Consumer house-buying power, how much one can buy based on changes in income and interest rates, decreased 1.7% between September 2021 and October 2021, and increased 0.6% year over year. Median household income has increased 3.6% since October 2020 and 66.9% since January 2000.
“Phoenix suffered the greatest year-over-year loss in affordability in October, mostly due to the nearly 34 percent annual increase in nominal house price growth. Robust investor activity and strong net-in migration to Phoenix has fueled soaring demand for homes against a limited supply of homes for sale,” mentions Fleming. “In Charlotte, household income declined modestly, meaning all three key drivers of the RHPI dragged affordability down in October relative to one year ago.”
The five states with the greatest year-over-year increase in the RHPI are Arizona (+32.7%), Florida (+25.9%), South Carolina (+25.9%), Georgia (+24.8%) and Nevada (+23.7%). There were no states with a year-over-year decrease in the RHPI.
Among the Core Based Statistical Areas (CBSAs) tracked by First American, the five markets with the greatest year-over-year increase in the RHPI are Phoenix (+33.7%), Charlotte (+32.3%), Tampa (+30.9%), Jacksonville (+29.3%) and Memphis (+27.5%). Among the CBSAs tracked by First American, there were no markets with a year-over-year decrease in the RHPI.
“The importance of household income becomes apparent when comparing the decline in affordability in Charlotte to Tampa,” states Fleming. “While annual nominal house price appreciation in Tampa outpaced that of Charlotte, rising household income tempered the decline in affordability. Ultimately, nominal house price appreciation overwhelmed any affordability lift from house-buying power in all three of these markets.”
Real house prices increased 3.7% between September 2021 and October 2021, and grew 19.6% between October 2020 and October 2021. They are 7% less expensive than in January 2000. While unadjusted house prices are now 39.7% above the housing boom peak in 2006, real, house-buying power-adjusted house prices remain 34.7% below their 2006 housing boom peak.

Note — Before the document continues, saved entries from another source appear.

//! The model control document: prompt templates, theme table and length
//! presets shared by the submission side and the worker.
//!
//! Both processes refuse to start without it.

use std::collections::{BTreeMap, HashMap};
use std::path::Path;

use serde::{Deserialize, Serialize};

use crate::error::ConfigError;

/// Tokens requested when a length preset is not in `token_lengths`.
pub const DEFAULT_MAX_TOKENS: u32 = 3000;

#[derive(Debug, Clone, Serialize, Deserialize)]
pub struct ModelControl {
    pub system_prompt: String,
    /// Age range (e.g. `"5-8"`) → extra guidance appended to the system prompt.
    #[serde(default)]
    pub age_adaptation: HashMap<String, String>,
    #[serde(default)]
    pub story_structure: Option<String>,
    pub user_template: String,
    /// Theme id → description shown to the model.
    pub themes: BTreeMap<String, String>,
    #[serde(default)]
    pub lessons: Vec<serde_json::Value>,
    /// Length preset (`short`, `medium`, ...) → max tokens.
    #[serde(default)]
    pub token_lengths: HashMap<String, u32>,
    /// Provider catalogue passed through to the submission form.
    #[serde(default)]
    pub ai_providers: serde_json::Value,
}

impl ModelControl {
    pub fn load(path: &Path) -> Result<Self, ConfigError> {
        let content = match std::fs::read_to_string(path) {
            Ok(content) => content,
            Err(e) if e.kind() == std::io::ErrorKind::NotFound => {
                return Err(ConfigError::ModelControlMissing {
                    path: path.to_path_buf(),
                })
            }
            Err(e) => {
                return Err(ConfigError::ReadFile {
                    path: path.to_path_buf(),
                    source: e,
                })
            }
        };

        let control = Self::from_str_at(&content, path)?;
        log::info!(
            "Loaded model control document with {} themes",
            control.themes.len()
        );
        Ok(control)
    }

    fn from_str_at(content: &str, path: &Path) -> Result<Self, ConfigError> {
        let control: Self =
            serde_json::from_str(content).map_err(|e| ConfigError::ModelControlInvalid {
                path: path.to_path_buf(),
                reason: e.to_string(),
            })?;

        if control.themes.is_empty() {
            return Err(ConfigError::ModelControlInvalid {
                path: path.to_path_buf(),
                reason: "theme table is empty".to_string(),
            });
        }
        if control.user_template.trim().is_empty() {
            return Err(ConfigError::ModelControlInvalid {
                path: path.to_path_buf(),
                reason: "user_template is empty".to_string(),
            });
        }
        Ok(control)
    }

    pub fn theme_description(&self, theme: &str) -> Option<&str> {
        self.themes.get(theme).map(String::as_str)
    }

    pub fn max_tokens_for(&self, length: &str) -> u32 {
        self.token_lengths
            .get(length)
            .copied()
            .unwrap_or(DEFAULT_MAX_TOKENS)
    }
}

impl std::str::FromStr for ModelControl {
    type Err = ConfigError;

    fn from_str(s: &str) -> Result<Self, Self::Err> {
        Self::from_str_at(s, Path::new("<inline>"))
    }
}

“If affordability falls too far, some home buyers on the margin will pull back, prompting fewer bidding wars and causing house prices to moderate. In the near term, a labor market characterized by high demand, but limited supply means upward pressure on wages as employers compete to attract employees. While mortgage rates are expected to increase in 2022 as the economic recovery continues, consensus expectations still put them below 4 percent,” says Fleming. “For some home buyers, as the ‘big short’ in housing supply continues, it will become impossible to keep up with double-digit nominal house price growth, especially in a rising-rate environment. The challenge for home buyers in 2022 will mirror 2020 and 2021 – you can’t buy what’s not for sale even if you can afford to.”